Беккет тоже писал на двух языках, следил за переводом своих французских произведений на английский. На каком языке вы читали его?
На французском и на английском. Французский Беккета — французский школьного учителя, замшелый французский, а в английском вы чувствуете сок словесных сочетаний и животворные корни его прозы.
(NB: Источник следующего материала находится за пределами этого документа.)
use std::collections::{BTreeSet, HashMap, HashSet};
use crate::generator::{join_args, ClassName, GeneratedClass, Param, Statement};
use crate::models::TypeRef;

const INDENT: &str = "    ";

/// Render a generated class as a Java compilation unit.
pub fn render(class: &GeneratedClass) -> String {
    let names = Names::collect(class);
    let mut w = Writer::default();

    if !class.name.package.is_empty() {
        w.line(&format!("package {};", class.name.package));
        w.blank();
    }

    if !names.imports.is_empty() {
        for import in &names.imports {
            w.line(&format!("import {};", import));
        }
        w.blank();
    }

    if let Some(doc) = &class.doc {
        w.line("/**");
        for line in doc.lines() {
            w.line(format!(" * {}", line).trim_end());
        }
        w.line(" */");
    }

    w.line(&format!(
        "{} class {} implements {} {{",
        class.modifier.keyword(),
        class.name.simple_name,
        names.class(&class.implemented_interface),
    ));
    w.indent += 1;

    for field in &class.fields {
        w.line(&format!("{} {} {};", field.modifier.keyword(), names.class(&field.ty), field.name));
    }

    w.blank();
    w.line(&format!(
        "{} {}({}) {{",
        class.constructor.modifier.keyword(),
        class.name.simple_name,
        names.params(&class.constructor.parameters),
    ));
    w.statements(&class.constructor.body);
    w.line("}");

    for method in &class.methods {
        w.blank();
        if method.is_override {
            w.line("@Override");
        }
        w.line(&format!(
            "{} {} {}({}) {{",
            method.modifier.keyword(),
            names.ty(&method.return_type),
            method.name,
            names.params(&method.parameters),
        ));
        w.statements(&method.body);
        w.line("}");
    }

    w.indent -= 1;
    w.line("}");
    w.out
}

fn statement(statement: &Statement) -> String {
    match statement {
        Statement::AssignField { field, param } => format!("this.{} = {};", field, param),
        Statement::Forward { returns, target, method, args } => {
            let call = format!("{}.{}({});", target, method, join_args(args));
            if *returns {
                format!("return {}", call)
            } else {
                call
            }
        }
    }
}

#[derive(Default)]
struct Writer {
    out: String,
    indent: usize,
}

impl Writer {
    fn line(&mut self, line: &str) {
        for _ in 0..self.indent {
            self.out.push_str(INDENT);
        }
        self.out.push_str(line);
        self.out.push('\n');
    }

    fn blank(&mut self) {
        self.out.push('\n');
    }

    fn statements(&mut self, body: &[Statement]) {
        self.indent += 1;
        for s in body {
            self.line(&statement(s));
        }
        self.indent -= 1;
    }
}

/// Decides which referenced classes can be written by simple name.
struct Names {
    imports: BTreeSet<String>,
    short: HashSet<String>,
}

impl Names {
    fn collect(class: &GeneratedClass) -> Self {
        let mut referenced = vec![class.implemented_interface.clone()];
        referenced.extend(class.fields.iter().map(|f| f.ty.clone()));

        let mut types: Vec<&TypeRef> = class.constructor.parameters.iter().map(|p| &p.ty).collect();
        for method in &class.methods {
            types.push(&method.return_type);
            types.extend(method.parameters.iter().map(|p| &p.ty));
        }
        referenced.extend(
            types.into_iter()
                .filter(|t| !t.is_builtin())
                .map(|t| ClassName::from_qualified(&t.class)),
        );

        // Simple names claimed by more than one class must stay qualified,
        // including a clash with the generated class itself.
        let mut by_simple: HashMap<&str, HashSet<String>> = HashMap::new();
        by_simple
            .entry(class.name.simple_name.as_str())
            .or_default()
            .insert(class.name.qualified());
        for name in &referenced {
            by_simple.entry(name.simple_name.as_str()).or_default().insert(name.qualified());
        }

        let mut imports = BTreeSet::new();
        let mut short = HashSet::new();
        for name in &referenced {
            if by_simple[name.simple_name.as_str()].len() > 1 {
                continue;
            }
            short.insert(name.qualified());
            let implicit = name.package.is_empty()
                || name.package == "java.lang"
                || name.package == class.name.package;
            if !implicit {
                imports.insert(name.qualified());
            }
        }

        Self { imports, short }
    }

    fn class(&self, name: &ClassName) -> String {
        let qualified = name.qualified();
        if self.short.contains(&qualified) {
            name.simple_name.clone()
        } else {
            qualified
        }
    }

    fn ty(&self, ty: &TypeRef) -> String {
        let base = if ty.is_builtin() {
            ty.class.clone()
        } else {
            self.class(&ClassName::from_qualified(&ty.class))
        };
        if ty.is_array {
            format!("{}[]", base)
        } else {
            base
        }
    }

    fn params(&self, params: &[Param]) -> String {
        params
            .iter()
            .map(|p| format!("{} {}", self.ty(&p.ty), p.name))
            .collect::<Vec<_>>()
            .join(", ")
    }
}
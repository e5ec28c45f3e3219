use log::debug;
use crate::models::{DelegateBinding, Interface};

pub mod output;

pub use output::{
    ClassBuilder, ClassName, Constructor, ConstructorBuilder, Field, ForwardingMethod,
    GeneratedClass, MethodBuilder, Modifier, Param, Statement,
};

pub const CLASS_DESC: &str =
    "Forwards every call to the injected delegate.\nGenerated by delegen, do not edit.";

#[derive(Debug, PartialEq, Eq, thiserror::Error)]
pub enum GenerateError {
    #[error("qualified name '{qualified_name}' does not end with simple name '{simple_name}'")]
    MalformedName {
        qualified_name: String,
        simple_name: String,
    },
}

pub type Result<T> = std::result::Result<T, GenerateError>;

/// Split `com.example.Greeter` into `com.example` and `Greeter`.
/// A qualified name equal to the simple name lives in the default package.
pub fn interface_class_name(interface: &Interface) -> Result<ClassName> {
    let qualified = &interface.qualified_name;
    let simple = &interface.simple_name;

    let package = if !simple.is_empty() && qualified == simple {
        Some("")
    } else {
        qualified
            .strip_suffix(simple.as_str())
            .and_then(|p| p.strip_suffix('.'))
            .filter(|p| !simple.is_empty() && !p.is_empty())
    };

    match package {
        Some(package) => Ok(ClassName::new(package, simple.as_str())),
        None => Err(GenerateError::MalformedName {
            qualified_name: qualified.clone(),
            simple_name: simple.clone(),
        }),
    }
}

/// Start a public class named `output_class_name` that implements the
/// interface. The class is placed in the interface's package.
pub fn begin_class(interface: &Interface, output_class_name: &str) -> Result<ClassBuilder> {
    let interface_name = interface_class_name(interface)?;
    let class_name = ClassName::new(interface_name.package.as_str(), output_class_name);
    debug!("Generating {} for {}", class_name.qualified(), interface_name.qualified());

    Ok(ClassBuilder::new(class_name, interface_name).doc(CLASS_DESC))
}

/// Add the private delegate field and inject it through the constructor.
pub fn add_delegate(
    builder: ClassBuilder,
    constructor: &mut ConstructorBuilder,
    binding: &DelegateBinding,
) -> ClassBuilder {
    let delegate = ClassName::new(binding.package.as_str(), binding.class_name.as_str());
    debug!("Adding delegate field {}: {}", binding.field_name, delegate.qualified());

    constructor
        .parameter(&binding.field_name, delegate.to_type_ref())
        .statement(Statement::AssignField {
            field: binding.field_name.clone(),
            param: binding.field_name.clone(),
        });

    builder.field(Field {
        name: binding.field_name.clone(),
        ty: delegate,
        modifier: Modifier::Private,
    })
}

/// One public `@Override` method per interface method, each forwarding
/// its arguments to the delegate field.
pub fn add_forwarding_methods(
    mut builder: ClassBuilder,
    interface: &Interface,
    delegate_field: &str,
) -> ClassBuilder {
    for method in interface.methods() {
        debug!("Forwarding {}.{}", interface.simple_name, method.name);

        let mut method_builder = MethodBuilder::new(method.name.as_str())
            .modifier(Modifier::Public)
            .overrides()
            .returns(method.return_type.clone());

        for param in &method.parameters {
            method_builder = method_builder.parameter(&param.name, param.ty.clone());
        }

        let statement = Statement::Forward {
            returns: !method.return_type.is_void(),
            target: delegate_field.to_string(),
            method: method.name.clone(),
            args: method.parameters.iter().map(|p| p.name.clone()).collect(),
        };

        builder = builder.method(method_builder.statement(statement).build());
    }

    builder
}

/// Run the whole pipeline for one interface.
pub fn generate(
    interface: &Interface,
    binding: &DelegateBinding,
    output_class_name: &str,
) -> Result<GeneratedClass> {
    let builder = begin_class(interface, output_class_name)?;

    let mut constructor = ConstructorBuilder::new();
    let builder = add_delegate(builder, &mut constructor, binding);
    let builder = add_forwarding_methods(builder, interface, &binding.field_name);

    Ok(builder.constructor(constructor.build()).build())
}

/// Joins forwarded argument names the way they appear in a call.
pub fn join_args(args: &[String]) -> String {
    args.join(",")
}
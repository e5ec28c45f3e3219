pub mod java;
pub mod known_types;
pub mod mod_file;
pub mod rust;
use convert_case::{Case, Casing};
use log::debug;
use proc_macro2::{Ident, Span, TokenStream};
use quote::quote;
use crate::generator::{ClassName, ForwardingMethod, GeneratedClass, Param, Statement};
use crate::models::TypeRef;
use crate::render::known_types::KnownType;

/// Render a generated class as a struct holding the delegate plus an
/// implementation of the interface's trait that forwards to it.
pub fn render(class: &GeneratedClass) -> TokenStream {
    let struct_ident = ident(&class.name.simple_name);
    let trait_path = class_path(&class.implemented_interface);

    let fields = class.fields.iter()
        .map(|f| {
            let name = ident(&rust_name(&f.name));
            let ty = class_path(&f.ty);
            quote!(#name: #ty)
        })
        .collect::<Vec<_>>();

    let params = class.constructor.parameters.iter()
        .map(param_to_tokens)
        .collect::<Vec<_>>();

    let inits = class.constructor.body.iter()
        .filter_map(|s| match s {
            Statement::AssignField { field, param } => {
                let field = ident(&rust_name(field));
                let param = ident(&rust_name(param));
                Some(quote!(#field: #param))
            }
            Statement::Forward { .. } => None,
        })
        .collect::<Vec<_>>();

    // Rust has no overloading, so repeated names get a numeric suffix
    let method_names = unique_names(class.methods.iter().map(|m| m.name.as_str()));
    let methods = class.methods.iter()
        .zip(&method_names)
        .map(|(method, name)| {
            if rust_name(&method.name) != *name {
                debug!("Renamed overload {} to {}", method.name, name);
            }
            gen_method(method, name, &trait_path)
        })
        .collect::<Vec<_>>();

    quote! {
        pub struct #struct_ident {
            #(#fields),*
        }

        impl #struct_ident {
            pub fn new(#(#params),*) -> Self {
                Self {
                    #(#inits),*
                }
            }
        }

        impl #trait_path for #struct_ident {
            #(#methods)*
        }
    }
}

fn gen_method(method: &ForwardingMethod, name: &str, trait_path: &TokenStream) -> TokenStream {
    let method_ident = ident(name);

    // Snake-casing can merge distinct Java names such as `userId` and `user_id`
    let param_names = unique_names(method.parameters.iter().map(|p| p.name.as_str()));
    let params = method.parameters.iter()
        .zip(&param_names)
        .map(|(param, name)| {
            let name = ident(name);
            let ty = type_to_tokens(&param.ty);
            quote!(#name: #ty)
        })
        .collect::<Vec<_>>();

    let ret = if method.return_type.is_void() {
        quote!()
    } else {
        let ty = type_to_tokens(&method.return_type);
        quote!(-> #ty)
    };

    let body = method.body.iter()
        .map(|s| match s {
            Statement::Forward { returns, target, args, .. } => {
                let target = ident(&rust_name(target));
                let args = args.iter()
                    .map(|a| match method.parameters.iter().position(|p| &p.name == a) {
                        Some(index) => ident(&param_names[index]),
                        None => ident(&rust_name(a)),
                    })
                    .collect::<Vec<_>>();
                let call = quote!(#trait_path::#method_ident(&self.#target, #(#args),*));
                if *returns {
                    call
                } else {
                    quote!(#call;)
                }
            }
            Statement::AssignField { field, param } => {
                let field = ident(&rust_name(field));
                let param = ident(&rust_name(param));
                quote!(self.#field = #param;)
            }
        })
        .collect::<Vec<_>>();

    quote! {
        fn #method_ident(&self, #(#params),*) #ret {
            #(#body)*
        }
    }
}

fn param_to_tokens(param: &Param) -> TokenStream {
    let name = ident(&rust_name(&param.name));
    let ty = type_to_tokens(&param.ty);
    quote!(#name: #ty)
}

pub fn type_to_tokens(ty: &TypeRef) -> TokenStream {
    let base = match KnownType::from_str(&ty.class) {
        Some(known) => known.to_tokens(),
        None => class_path(&ClassName::from_qualified(&ty.class)),
    };

    if ty.is_array {
        quote!(std::vec::Vec<#base>)
    } else {
        base
    }
}

/// `com.example.Greeter` becomes `crate::crate::com::example::Greeter`. Packages
/// map onto the module tree written under the crate's `src`.
pub fn class_path(class: &ClassName) -> TokenStream {
    let segments = class.package.split('.')
        .filter(|s| !s.is_empty())
        .chain(std::iter::once(class.simple_name.as_str()))
        .map(ident)
        .collect::<Vec<_>>();

    quote!(crate::#(#segments)::*)
}

fn rust_name(name: &str) -> String {
    safe_name(&name.to_case(Case::Snake))
}

/// Snake-cased names with a numeric suffix on every repeat.
fn unique_names<'a, I: Iterator<Item = &'a str>>(names: I) -> Vec<String> {
    let mut unique: Vec<String> = Vec::new();
    for name in names {
        let base = rust_name(name);
        let mut candidate = base.clone();
        let mut index = 0;
        while unique.contains(&candidate) {
            candidate = format!("{}_{}", base, index);
            index += 1;
        }
        unique.push(candidate);
    }
    unique
}

/// `$` is not allowed in Rust identifiers, and path keywords cannot be raw
/// identifiers, so they get a trailing `_`.
pub fn safe_name(name: &str) -> String {
    let name = name.replace('$', "_");
    match name.as_str() {
        "self" | "Self" | "super" | "crate" => format!("{}_", name),
        _ => name,
    }
}

/// Other keywords such as `impl` are common package segments and become
/// raw identifiers.
pub(crate) fn ident(name: &str) -> Ident {
    let name = safe_name(name);
    match syn::parse_str::<Ident>(&name) {
        Ok(ident) => ident,
        Err(_) => Ident::new_raw(&name, Span::call_site()),
    }
}
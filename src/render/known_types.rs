use proc_macro2::TokenStream;
use quote::quote;

/// Java types with a direct Rust counterpart.
#[derive(Debug, Clone, Copy, PartialEq, Eq)]
pub enum KnownType {
    Unit,
    Bool,
    I8,
    I16,
    I32,
    I64,
    F32,
    F64,
    U16,
    String,
}

impl KnownType {
    pub fn from_str<S: AsRef<str>>(s: S) -> Option<Self> {
        match s.as_ref() {
            "void" | "java.lang.Void" => Some(Self::Unit),
            "boolean" | "java.lang.Boolean" => Some(Self::Bool),
            "byte" | "java.lang.Byte" => Some(Self::I8),
            "short" | "java.lang.Short" => Some(Self::I16),
            "int" | "java.lang.Integer" => Some(Self::I32),
            "long" | "java.lang.Long" => Some(Self::I64),
            "float" | "java.lang.Float" => Some(Self::F32),
            "double" | "java.lang.Double" => Some(Self::F64),
            "char" | "java.lang.Character" => Some(Self::U16),
            "java.lang.String" | "java.lang.CharSequence" => Some(Self::String),
            _ => None
        }
    }

    pub fn to_tokens(&self) -> TokenStream {
        match self {
            Self::Unit => quote!(()),
            Self::Bool => quote!(bool),
            Self::I8 => quote!(i8),
            Self::I16 => quote!(i16),
            Self::I32 => quote!(i32),
            Self::I64 => quote!(i64),
            Self::F32 => quote!(f32),
            Self::F64 => quote!(f64),
            Self::U16 => quote!(u16),
            Self::String => quote!(String),
        }
    }
}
У меня есть «теория», что французский перевод «Отчаяния» (1939) — не говоря уж о книгах, которые Саррот могла прочитать по-русски, оказали большое влияние на так называемый французский «новый роман». В своем предисловии к «Portrait d'un inconnu»[56] (1947) Натали Саррот Сартр включил вас в число «антироманистов»; гораздо более разумное замечание{183}, — не находите? — чем комментарий, который он сделал восемь лет тому назад, когда рецензировал «Отчаяние», написав, что вы — писатель-эмигрант, а значит, писатель без отечества и потому вам не о чем писать. «Но в чем вопрос?» — вы можете спросить в этом месте. Разве Набоков предтеча французского «нового романа»?
Ответ: французского «нового романа» не существует, в реальности это кучка пыли и пуха в грязном закутке.
Но что вы думаете по поводу замечания Сартра?
Ничего. У меня иммунитет к любым замечаниям, да я и не знаю, что это такое — «антироман». Любой самобытный роман — «анти», потому что он не похож на своего предшественника.